Marcé believes it is less a question of numbers than of distribution. He wants to encourage tourists to visit other parts of the city and not just the traditional sites. This is a view shared by Amsterdam in its six-point post-Covid-19 plan, although it concedes that it is difficult to discourage visitors from congregating at iconic sites.
“Thirty million visitors managed the way they were up until the beginning of this year is not sustainable,” Marcé said. “The same number with different interests dispersed to different areas may not be such a big problem.”
Octavi Bono, the director general of tourism for the Catalan government, agrees. “We don’t want more or less tourism, we want better tourism with a better distribution of tourists by season and by location. We are continuing with an agreed marketing plan.”
Agreed by whom? asks Pere Mariné, spokesman for Barcelona’s federation of residents’ associations. “He says that because they’re thinking about businessmen, not citizens.”
“As for Marcé’s idea of decentralisation, I’m not opposed to it, but that entails promoting the city in a different way, and the plans they’ve approved recently point to more of the same, mass tourism.”
Marcé says the problem is that the Catalan coast is crowded with tourists who want to spend a day in Barcelona, a problem not shared by Paris, Berlin or Amsterdam. Limiting the number of beds in the city has no impact on day-trippers, he points out.
In Amsterdam, Geerte Udo, chief executive of amsterdam&partners, says they are working on a “campaign about the rediscovery of the cultural offer, the old centre of the city and other different neighbourhoods, the local entrepreneurs and the public space. In this way, the campaign contributes to the renewed bond between residents and their city, environment and each other. It builds on our aim to seduce Amsterdamers to rediscover their city.”

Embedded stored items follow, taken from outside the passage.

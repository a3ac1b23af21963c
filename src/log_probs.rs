//! # Token Log-Probabilities
//!
//! Given a prompt and the model's log-probabilities over the vocabulary at each
//! position, shows the top-k predictions per position and how the token that
//! actually came next was ranked.

use ndarray::{ArrayView, ArrayView1, ArrayView2, Axis, Dimension, Ix2};
use serde::Serialize;
use std::cmp::Ordering;

use crate::common::VisError;
use crate::json::float_literals;
use crate::render::{render_component, Component, RenderedHtml};

pub const DEFAULT_TOP_K: usize = 10;

#[derive(Serialize, Debug, Clone, PartialEq)]
#[serde(rename_all = "camelCase")]
pub struct TokenLogProbs {
    pub prompt: Vec<String>,
    #[serde(serialize_with = "float_literals")]
    pub top_k_log_probs: Vec<Vec<f32>>,
    pub top_k_tokens: Vec<Vec<String>>,
    /// Count of vocabulary entries scored strictly above the next token, per position.
    pub correct_token_rank: Vec<usize>,
    /// Masked vocabulary entries show up here as `-Infinity`.
    #[serde(serialize_with = "float_literals")]
    pub correct_token_log_prob: Vec<f32>,
}

impl TokenLogProbs {
    /// Computes the props from `log_probs` shaped `[seq, vocab]` or `[1, seq, vocab]`.
    pub fn compute<D, F>(
        token_indices: &[usize],
        log_probs: ArrayView<'_, f32, D>,
        to_string: F,
        top_k: usize,
    ) -> Result<Self, VisError>
    where
        D: Dimension,
        F: Fn(usize) -> String,
    {
        let log_probs = squeeze_batch(log_probs)?;
        let (seq_len, vocab_size) = log_probs.dim();

        if seq_len != token_indices.len() {
            return Err(VisError::ShapeMismatch(format!(
                "log_probs has {} positions but {} token indices were given",
                seq_len,
                token_indices.len()
            )));
        }
        if let Some(&bad) = token_indices.iter().find(|&&t| t >= vocab_size) {
            return Err(VisError::OutOfBounds(format!(
                "token index {} is outside the vocabulary of size {}",
                bad, vocab_size
            )));
        }
        if top_k == 0 || top_k > vocab_size {
            return Err(VisError::InvalidArgument(format!(
                "top_k must be between 1 and the vocabulary size {}, got {}",
                vocab_size, top_k
            )));
        }

        let prompt = token_indices.iter().map(|&t| to_string(t)).collect();

        let mut top_k_log_probs = Vec::with_capacity(seq_len);
        let mut top_k_tokens = Vec::with_capacity(seq_len);
        for row in log_probs.outer_iter() {
            let indices = top_k_indices(row, top_k);
            top_k_log_probs.push(indices.iter().map(|&i| row[i]).collect());
            top_k_tokens.push(indices.iter().map(|&i| to_string(i)).collect());
        }

        let mut correct_token_rank = Vec::with_capacity(seq_len.saturating_sub(1));
        let mut correct_token_log_prob = Vec::with_capacity(seq_len.saturating_sub(1));
        for (position, next) in token_indices.windows(2).enumerate() {
            let row = log_probs.index_axis(Axis(0), position);
            let correct = row[next[1]];
            correct_token_rank.push(row.iter().filter(|&&v| v > correct).count());
            correct_token_log_prob.push(correct);
        }

        Ok(TokenLogProbs {
            prompt,
            top_k_log_probs,
            top_k_tokens,
            correct_token_rank,
            correct_token_log_prob,
        })
    }
}

impl Component for TokenLogProbs {
    const NAME: &'static str = "TokenLogProbs";

    fn validate(&self) -> Result<(), VisError> {
        let seq_len = self.prompt.len();
        let expected_next = seq_len.saturating_sub(1);
        if self.top_k_log_probs.len() != seq_len
            || self.top_k_tokens.len() != seq_len
            || self.correct_token_rank.len() != expected_next
            || self.correct_token_log_prob.len() != expected_next
        {
            return Err(VisError::ShapeMismatch(format!(
                "inconsistent lengths for a prompt of {} tokens",
                seq_len
            )));
        }
        Ok(())
    }
}

/// Visualizes the model's log-probabilities over a prompt.
///
/// `to_string` decodes a vocabulary index into its display string.
pub fn token_log_probs<D, F>(
    token_indices: &[usize],
    log_probs: ArrayView<'_, f32, D>,
    to_string: F,
    top_k: usize,
) -> Result<RenderedHtml, VisError>
where
    D: Dimension,
    F: Fn(usize) -> String,
{
    let props = TokenLogProbs::compute(token_indices, log_probs, to_string, top_k)?;
    render_component(&props)
}

fn squeeze_batch<D: Dimension>(
    log_probs: ArrayView<'_, f32, D>,
) -> Result<ArrayView2<'_, f32>, VisError> {
    let log_probs = log_probs.into_dyn();
    let log_probs = match log_probs.ndim() {
        2 => log_probs,
        3 if log_probs.shape()[0] == 1 => log_probs.index_axis_move(Axis(0), 0),
        3 => {
            return Err(VisError::ShapeMismatch(format!(
                "only a batch of 1 is supported, got {}",
                log_probs.shape()[0]
            )))
        }
        n => {
            return Err(VisError::ShapeMismatch(format!(
                "log_probs must be [seq, vocab] or [1, seq, vocab], got {} dimensions",
                n
            )))
        }
    };
    log_probs
        .into_dimensionality::<Ix2>()
        .map_err(|e| VisError::ShapeMismatch(e.to_string()))
}

/// Indices of the `k` largest entries, largest first. Ties keep the lower index
/// first; NaN sorts above every number.
fn top_k_indices(row: ArrayView1<'_, f32>, k: usize) -> Vec<usize> {
    let descending =
        |a: &usize, b: &usize| -> Ordering { row[*b].total_cmp(&row[*a]).then(a.cmp(b)) };
    let mut order: Vec<usize> = (0..row.len()).collect();
    if k < order.len() {
        order.select_nth_unstable_by(k - 1, descending);
        order.truncate(k);
    }
    order.sort_by(descending);
    order
}

#[cfg(test)]
mod tests {
    use super::*;
    use approx::assert_abs_diff_eq;
    use ndarray::{arr1, arr2, Array3};

    fn vocab(i: usize) -> String {
        ["<bos>", " the", " cat", " sat"][i].to_string()
    }

    fn sample_log_probs() -> ndarray::Array2<f32> {
        arr2(&[
            [-3.0, -0.5, -1.0, -2.0],
            [-0.1, -2.5, -0.3, -2.5],
            [-1.0, -1.0, -4.0, -0.2],
        ])
    }

    #[test]
    fn test_compute_top_k_and_ranks() -> Result<(), VisError> {
        let log_probs = sample_log_probs();
        let props = TokenLogProbs::compute(&[0, 1, 2], log_probs.view(), vocab, 2)?;

        assert_eq!(props.prompt, vec!["<bos>", " the", " cat"]);
        assert_eq!(props.top_k_tokens, vec![
            vec![" the", " cat"],
            vec!["<bos>", " cat"],
            vec![" sat", "<bos>"],
        ]);
        assert_abs_diff_eq!(props.top_k_log_probs[0][0], -0.5);
        assert_abs_diff_eq!(props.top_k_log_probs[1][1], -0.3);
        assert_abs_diff_eq!(props.top_k_log_probs[2][1], -1.0);

        // Position 0 predicts token 1 (" the"), the best guess.
        // Position 1 predicts " cat", beaten only by "<bos>".
        assert_eq!(props.correct_token_rank, vec![0, 1]);
        assert_abs_diff_eq!(props.correct_token_log_prob[0], -0.5);
        assert_abs_diff_eq!(props.correct_token_log_prob[1], -0.3);
        props.validate()
    }

    #[test]
    fn test_ties_keep_lower_index_first() {
        let row = arr1(&[-1.0f32, -0.5, -0.5, -0.5]);
        assert_eq!(top_k_indices(row.view(), 2), vec![1, 2]);
        assert_eq!(top_k_indices(row.view(), 4), vec![1, 2, 3, 0]);
    }

    #[test]
    fn test_nan_sorts_first() {
        let row = arr1(&[0.0f32, f32::NAN, 1.0]);
        assert_eq!(top_k_indices(row.view(), 1), vec![1]);
    }

    #[test]
    fn test_batch_dimension_is_squeezed() -> Result<(), Box<dyn std::error::Error>> {
        let batched = sample_log_probs().insert_axis(Axis(0));
        let from_batched = TokenLogProbs::compute(&[0, 1, 2], batched.view(), vocab, 3)?;
        let plain = TokenLogProbs::compute(&[0, 1, 2], sample_log_probs().view(), vocab, 3)?;
        assert_eq!(from_batched, plain);
        Ok(())
    }

    #[test]
    fn test_rejects_larger_batches() {
        let batched = Array3::<f32>::zeros((2, 3, 4));
        assert!(matches!(
            TokenLogProbs::compute(&[0, 1, 2], batched.view(), vocab, 1),
            Err(VisError::ShapeMismatch(_))
        ));
    }

    #[test]
    fn test_rejects_bad_arguments() {
        let log_probs = sample_log_probs();
        assert!(matches!(
            TokenLogProbs::compute(&[0, 1], log_probs.view(), vocab, 2),
            Err(VisError::ShapeMismatch(_))
        ));
        assert!(matches!(
            TokenLogProbs::compute(&[0, 1, 9], log_probs.view(), vocab, 2),
            Err(VisError::OutOfBounds(_))
        ));
        assert!(matches!(
            TokenLogProbs::compute(&[0, 1, 2], log_probs.view(), vocab, 0),
            Err(VisError::InvalidArgument(_))
        ));
        assert!(matches!(
            TokenLogProbs::compute(&[0, 1, 2], log_probs.view(), vocab, 5),
            Err(VisError::InvalidArgument(_))
        ));
        let flat = arr1(&[0.0f32]);
        assert!(matches!(
            TokenLogProbs::compute(&[0], flat.view(), vocab, 1),
            Err(VisError::ShapeMismatch(_))
        ));
    }

    #[test]
    fn test_single_token_prompt() -> Result<(), VisError> {
        let log_probs = arr2(&[[-0.5f32, -1.0]]);
        let props = TokenLogProbs::compute(&[1], log_probs.view(), |i| format!("t{}", i), 1)?;
        assert!(props.correct_token_rank.is_empty());
        assert!(props.correct_token_log_prob.is_empty());
        assert_eq!(props.top_k_tokens, vec![vec!["t0".to_string()]]);
        props.validate()
    }

    #[test]
    fn test_render_payload_keys() -> Result<(), VisError> {
        let log_probs = arr2(&[[-0.5f32, -1.0], [-2.0, -0.25]]);
        let html = token_log_probs(&[0, 1], log_probs.view(), |i| format!("t{}", i), 1)?;
        assert!(html.cdn_src().contains(
            r#"{"prompt": ["t0", "t1"], "topKLogProbs": [[-0.5], [-0.25]], "topKTokens": [["t0"], ["t1"]], "correctTokenRank": [1], "correctTokenLogProb": [-1.0]}"#
        ));
        Ok(())
    }

    #[test]
    fn test_masked_log_probs_render_as_literals() -> Result<(), VisError> {
        let log_probs = arr2(&[[0.0f32, f32::NEG_INFINITY], [f32::NAN, f32::INFINITY]]);
        let html = token_log_probs(&[0, 1], log_probs.view(), |i| format!("t{}", i), 2)?;
        assert!(html.cdn_src().contains(
            r#""topKLogProbs": [[0.0, -Infinity], [NaN, Infinity]], "topKTokens": [["t0", "t1"], ["t0", "t1"]], "correctTokenRank": [1], "correctTokenLogProb": [-Infinity]}"#
        ));
        Ok(())
    }
}
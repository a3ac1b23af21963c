//! # Preview Server
//!
//! A small web server for looking at rendered visualizations outside a
//! notebook. It serves the visualization chosen at start-up on `/` and renders
//! arbitrary component/props pairs posted to `/render`.

pub mod routes;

At a time when many residents are revelling in the tourist-free streets, squares and beaches, it seems odd that both Amsterdam and Barcelona are urging them to “rediscover” the city. It gives the impression that the citizens abandoned the city when in fact they feel they have been expelled from it.
In the meantime, no one expects travel to recover significantly this year, so for now it is a question of wait and see.
“We think the low-cost market is going to change, both because of effects on airlines and attitudes to mobility,” Marcé said, adding that low-cost accounts for only 4 million visitors to the city.
Mar also believes there will be a natural change in tourism as a result of the pandemic.
“Tourism will be completely different,” she said. “Not everyone will travel like they used to. And those who do travel may want to do so in a calmer way, maybe they will see less but enjoy the experience more.”